Krakow becomes the capital of Casimir the Great's Poland
Casimir III completed his renovation of Krakow with a new university charter, stone fortifications, and a legal code that earned him his epithet. He found Poland built of wood and left it built of stone, the saying went. Under his rule Poland became the refuge of Europe's persecuted Jews and a center of Gothic learning.
Étienne Marcel leads Paris against the dauphin
The provost of merchants, exploiting the crown's prostration after Poitiers, forced the eighteen-year-old dauphin Charles to accept the Great Ordinance: regular meetings of the Estates General, royal accountability to its commissioners, and strict controls on royal spending. Paris briefly looked like a constitutional monarchy. Marcel would be murdered in a year and a half.
Treaty of Berwick frees David II
Eleven years after Neville's Cross, the Scottish king was ransomed for one hundred thousand marks payable in installments that would burden the kingdom for decades. Scotland mortgaged itself to recover its monarch. David returned to a country traumatized by plague, war, and English raids, with a treasury that would never quite catch up with the debt.
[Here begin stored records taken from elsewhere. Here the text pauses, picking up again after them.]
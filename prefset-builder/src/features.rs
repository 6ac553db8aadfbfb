//! Feature Vector Builder
//!
//! Maps a track record to a fixed-length numeric vector:
//!
//! ```text
//! [ text embedding (text_dim) | danceability energy speechiness acousticness
//!   instrumentalness liveness valence tempo loudness ]
//! ```
//!
//! The text block always comes first and the audio block second. Models
//! persisted from one layout cannot be used with another.
//!
//! # Text Block
//! `artist title [album] [tags]`, with `|`/`,` separated tags normalized to
//! spaces, encoded by the injected [`TextEncoder`].
//!
//! # Audio Block
//! The 9 measured descriptors; any missing one is imputed with
//! [`NEUTRAL_AUDIO_VALUE`].
//!
//! # Pipelines
//! [`FeaturePipeline`] picks between the fused layout above and an audio-only
//! layout (9 values, rule-based estimates for missing descriptors) depending
//! on whether a text encoder is available.

use crate::encoder::{check_dim, TextEncoder};
use crate::estimator::{AudioEstimator, RuleBasedEstimator};
use prefset_common::{AudioDescriptors, Error, Result, TrackRecord, AUDIO_FEATURE_NAMES};
use std::sync::Arc;
use tracing::{debug, info};

/// Width of the audio block
pub const AUDIO_DIM: usize = AUDIO_FEATURE_NAMES.len();

/// Imputed value for a missing audio descriptor
pub const NEUTRAL_AUDIO_VALUE: f32 = 0.5;

/// Join a track's descriptive text for encoding
///
/// Empty album and tags are skipped; tags separated by `|` or `,` become
/// single-space separated.
pub fn track_text(track: &TrackRecord) -> String {
    let mut text = format!("{} {}", track.artist.trim(), track.title.trim());

    let album = track.album.trim();
    if !album.is_empty() {
        text.push(' ');
        text.push_str(album);
    }

    let tags = normalize_tags(&track.tags);
    if !tags.is_empty() {
        text.push(' ');
        text.push_str(&tags);
    }

    text
}

/// Normalize a `|`- or `,`-separated tag list to space-separated
pub fn normalize_tags(tags: &str) -> String {
    tags.split(|c| c == '|' || c == ',')
        .map(str::trim)
        .filter(|tag| !tag.is_empty())
        .collect::<Vec<_>>()
        .join(" ")
}

/// Audio block with missing descriptors imputed to the neutral value
pub fn audio_block(track: &TrackRecord) -> [f32; AUDIO_DIM] {
    track.audio.impute(NEUTRAL_AUDIO_VALUE).to_array()
}

/// Builds fused text + audio vectors
///
/// Requires a text encoder; construction succeeds without one so callers can
/// hold a builder and learn about the missing encoder at first use.
#[derive(Clone)]
pub struct FeatureVectorBuilder {
    encoder: Option<Arc<dyn TextEncoder>>,
}

impl FeatureVectorBuilder {
    pub fn new(encoder: Option<Arc<dyn TextEncoder>>) -> Self {
        Self { encoder }
    }

    pub fn with_encoder(encoder: Arc<dyn TextEncoder>) -> Self {
        Self::new(Some(encoder))
    }

    pub fn has_encoder(&self) -> bool {
        self.encoder.is_some()
    }

    /// Output width, `text_dim + 9`; errors when no encoder is configured
    pub fn dim(&self) -> Result<usize> {
        Ok(self.encoder()?.dim() + AUDIO_DIM)
    }

    /// Build the fused vector for one track
    ///
    /// # Errors
    /// - `Error::Configuration` if no text encoder is available
    /// - `Error::Encoding` if the encoder returns the wrong width
    pub fn build(&self, track: &TrackRecord) -> Result<Vec<f32>> {
        let encoder = self.encoder()?;
        let embedding = encoder.encode(&track_text(track))?;
        check_dim(encoder.as_ref(), &embedding)?;
        Ok(fuse(embedding, track))
    }

    /// Build fused vectors for many tracks, same order as input
    pub fn build_batch(&self, tracks: &[&TrackRecord]) -> Result<Vec<Vec<f32>>> {
        let encoder = self.encoder()?;
        let texts: Vec<String> = tracks.iter().map(|track| track_text(track)).collect();
        let text_refs: Vec<&str> = texts.iter().map(String::as_str).collect();
        let embeddings = encoder.encode_batch(&text_refs)?;

        if embeddings.len() != tracks.len() {
            return Err(Error::Encoding(format!(
                "{} encoder returned {} embeddings for {} texts",
                encoder.name(),
                embeddings.len(),
                tracks.len()
            )));
        }

        embeddings
            .into_iter()
            .zip(tracks)
            .map(|(embedding, track)| {
                check_dim(encoder.as_ref(), &embedding)?;
                Ok(fuse(embedding, track))
            })
            .collect()
    }

    fn encoder(&self) -> Result<&Arc<dyn TextEncoder>> {
        self.encoder.as_ref().ok_or_else(|| {
            Error::Configuration(
                "text encoder unavailable; fused feature vectors cannot be built".to_string(),
            )
        })
    }
}

fn fuse(mut embedding: Vec<f32>, track: &TrackRecord) -> Vec<f32> {
    embedding.extend_from_slice(&audio_block(track));
    embedding
}

/// Feature layout strategy, selected by text encoder availability
#[derive(Clone)]
pub enum FeaturePipeline {
    /// Text embedding + imputed audio block
    Fused(FeatureVectorBuilder),
    /// Audio block only, missing descriptors estimated
    AudioOnly(AudioEstimator),
}

impl FeaturePipeline {
    /// Fused layout when an encoder is available, rule-based audio-only otherwise
    pub fn select(encoder: Option<Arc<dyn TextEncoder>>) -> Self {
        match encoder {
            Some(encoder) => {
                info!(
                    encoder = encoder.name(),
                    dim = encoder.dim() + AUDIO_DIM,
                    "Using fused text + audio features"
                );
                FeaturePipeline::Fused(FeatureVectorBuilder::with_encoder(encoder))
            }
            None => {
                info!(dim = AUDIO_DIM, "Text encoder unavailable, using audio-only features");
                FeaturePipeline::AudioOnly(AudioEstimator::RuleBased(RuleBasedEstimator::new()))
            }
        }
    }

    /// Vector width produced by this pipeline
    pub fn dim(&self) -> usize {
        match self {
            FeaturePipeline::Fused(builder) => builder.dim().unwrap_or(AUDIO_DIM),
            FeaturePipeline::AudioOnly(_) => AUDIO_DIM,
        }
    }

    pub fn is_fused(&self) -> bool {
        matches!(self, FeaturePipeline::Fused(_))
    }

    /// Vectorize one track
    pub fn vectorize(&self, track: &TrackRecord) -> Result<Vec<f32>> {
        match self {
            FeaturePipeline::Fused(builder) => builder.build(track),
            FeaturePipeline::AudioOnly(estimator) => {
                Ok(audio_only_block(estimator, track)?.to_array().to_vec())
            }
        }
    }

    /// Vectorize many tracks into a matrix of uniform width
    pub fn vectorize_all(&self, tracks: &[&TrackRecord]) -> Result<FeatureMatrix> {
        let rows = match self {
            FeaturePipeline::Fused(builder) => builder.build_batch(tracks)?,
            FeaturePipeline::AudioOnly(_) => tracks
                .iter()
                .map(|track| self.vectorize(track))
                .collect::<Result<Vec<_>>>()?,
        };
        debug!(rows = rows.len(), dim = self.dim(), "Vectorized tracks");
        FeatureMatrix::new(self.dim(), rows)
    }
}

impl std::fmt::Debug for FeaturePipeline {
    fn fmt(&self, f: &mut std::fmt::Formatter<'_>) -> std::fmt::Result {
        match self {
            FeaturePipeline::Fused(_) => write!(f, "Fused(dim={})", self.dim()),
            FeaturePipeline::AudioOnly(estimator) => {
                f.debug_tuple("AudioOnly").field(estimator).finish()
            }
        }
    }
}

/// Measured descriptors where known, estimates for the rest
fn audio_only_block(estimator: &AudioEstimator, track: &TrackRecord) -> Result<AudioDescriptors> {
    if track.audio.known_count() == AUDIO_DIM {
        return Ok(track.audio.impute(NEUTRAL_AUDIO_VALUE));
    }
    let estimate = estimator.estimate(track)?;
    Ok(track.audio.fill_from(&estimate))
}

/// Row-major feature matrix with a fixed row width
#[derive(Debug, Clone, PartialEq)]
pub struct FeatureMatrix {
    dim: usize,
    rows: Vec<Vec<f32>>,
}

impl FeatureMatrix {
    /// Wrap rows, rejecting any row whose width differs from `dim`
    pub fn new(dim: usize, rows: Vec<Vec<f32>>) -> Result<Self> {
        if let Some((i, row)) = rows.iter().enumerate().find(|(_, row)| row.len() != dim) {
            return Err(Error::InvalidInput(format!(
                "feature row {} has {} values, expected {}",
                i,
                row.len(),
                dim
            )));
        }
        Ok(Self { dim, rows })
    }

    pub fn dim(&self) -> usize {
        self.dim
    }

    pub fn len(&self) -> usize {
        self.rows.len()
    }

    pub fn is_empty(&self) -> bool {
        self.rows.is_empty()
    }

    pub fn rows(&self) -> &[Vec<f32>] {
        &self.rows
    }

    pub fn row(&self, index: usize) -> Option<&[f32]> {
        self.rows.get(index).map(Vec::as_slice)
    }

    pub fn into_rows(self) -> Vec<Vec<f32>> {
        self.rows
    }
}

#[cfg(test)]
mod tests {
    use super::*;
    use crate::encoder::HashingEncoder;
    use prefset_common::AudioFeatures;

    fn hashing(dim: usize) -> Arc<dyn TextEncoder> {
        Arc::new(HashingEncoder::new(dim))
    }

    #[test]
    fn test_track_text_joins_parts() {
        let track = TrackRecord::new("t", "Daft Punk", "Digital Love")
            .with_album("Discovery")
            .with_tags("house|french house, electronic");
        assert_eq!(
            track_text(&track),
            "Daft Punk Digital Love Discovery house french house electronic"
        );
    }

    #[test]
    fn test_track_text_skips_empty_parts() {
        let track = TrackRecord::new("t", "Daft Punk", "Digital Love").with_tags(" | ,");
        assert_eq!(track_text(&track), "Daft Punk Digital Love");
    }

    #[test]
    fn test_fused_layout() {
        let audio = AudioFeatures {
            danceability: Some(0.9),
            loudness: Some(-5.0),
            ..Default::default()
        };
        let track = TrackRecord::new("t", "A", "B").with_audio(audio);
        let builder = FeatureVectorBuilder::with_encoder(hashing(16));

        let vector = builder.build(&track).unwrap();
        assert_eq!(vector.len(), 16 + AUDIO_DIM);
        assert_eq!(vector[16], 0.9);
        assert_eq!(vector[17], NEUTRAL_AUDIO_VALUE);
        assert_eq!(vector[24], -5.0);
    }

    #[test]
    fn test_missing_audio_imputed() {
        let track = TrackRecord::new("t", "A", "B");
        let vector = FeatureVectorBuilder::with_encoder(hashing(8)).build(&track).unwrap();
        assert_eq!(&vector[8..], &[0.5; AUDIO_DIM]);
    }

    #[test]
    fn test_builder_without_encoder() {
        let builder = FeatureVectorBuilder::new(None);
        assert!(!builder.has_encoder());
        assert!(matches!(builder.dim(), Err(Error::Configuration(_))));
        let result = builder.build(&TrackRecord::new("t", "A", "B"));
        assert!(matches!(result, Err(Error::Configuration(_))));
    }

    struct ShortEncoder;

    impl TextEncoder for ShortEncoder {
        fn name(&self) -> &'static str {
            "short"
        }

        fn dim(&self) -> usize {
            4
        }

        fn encode(&self, _text: &str) -> Result<Vec<f32>> {
            Ok(vec![0.0; 2])
        }
    }

    #[test]
    fn test_encoder_width_checked() {
        let builder = FeatureVectorBuilder::with_encoder(Arc::new(ShortEncoder));
        let result = builder.build(&TrackRecord::new("t", "A", "B"));
        assert!(matches!(result, Err(Error::Encoding(_))));
    }

    #[test]
    fn test_batch_matches_single() {
        let builder = FeatureVectorBuilder::with_encoder(hashing(12));
        let a = TrackRecord::new("a", "Muse", "Uprising").with_tags("rock");
        let b = TrackRecord::new("b", "Bjork", "Joga");
        let batch = builder.build_batch(&[&a, &b]).unwrap();
        assert_eq!(batch[0], builder.build(&a).unwrap());
        assert_eq!(batch[1], builder.build(&b).unwrap());
    }

    #[test]
    fn test_pipeline_selection() {
        let fused = FeaturePipeline::select(Some(hashing(384)));
        assert!(fused.is_fused());
        assert_eq!(fused.dim(), 393);

        let audio_only = FeaturePipeline::select(None);
        assert!(!audio_only.is_fused());
        assert_eq!(audio_only.dim(), AUDIO_DIM);
    }

    #[test]
    fn test_audio_only_uses_estimates_for_missing() {
        let audio = AudioFeatures {
            valence: Some(0.05),
            ..Default::default()
        };
        let track = TrackRecord::new("t", "Slipknot", "Duality")
            .with_tags("metal")
            .with_duration_ms(250_000)
            .with_audio(audio);
        let vector = FeaturePipeline::select(None).vectorize(&track).unwrap();

        assert_eq!(vector.len(), AUDIO_DIM);
        assert_eq!(vector[1], 0.9); // estimated energy
        assert_eq!(vector[6], 0.05); // measured valence
        assert_eq!(vector[8], -4.0); // estimated loudness
    }

    #[test]
    fn test_vectorize_all_uniform_width() {
        let pipeline = FeaturePipeline::select(Some(hashing(32)));
        let a = TrackRecord::new("a", "Muse", "Uprising");
        let b = TrackRecord::new("b", "Bjork", "Joga").with_album("Homogenic");
        let matrix = pipeline.vectorize_all(&[&a, &b]).unwrap();
        assert_eq!(matrix.len(), 2);
        assert_eq!(matrix.dim(), 41);
        assert!(matrix.rows().iter().all(|row| row.len() == 41));
        assert_eq!(matrix.row(1).map(<[f32]>::len), Some(41));
        assert_eq!(matrix.row(0), Some(pipeline.vectorize(&a).unwrap().as_slice()));
        assert!(matrix.row(2).is_none());
    }

    #[test]
    fn test_matrix_rejects_ragged_rows() {
        let result = FeatureMatrix::new(3, vec![vec![0.0; 3], vec![0.0; 2]]);
        assert!(matches!(result, Err(Error::InvalidInput(_))));
    }
}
Charles V invites humanists to the French court
While still regent for his captive father, Charles began gathering manuscripts and commissioning French translations of Aristotle, Augustine, and Valerius Maximus, determined to make the French language a vehicle for classical learning. The Louvre library, assembled over the next two decades, would contain almost a thousand volumes, the largest lay library of the century.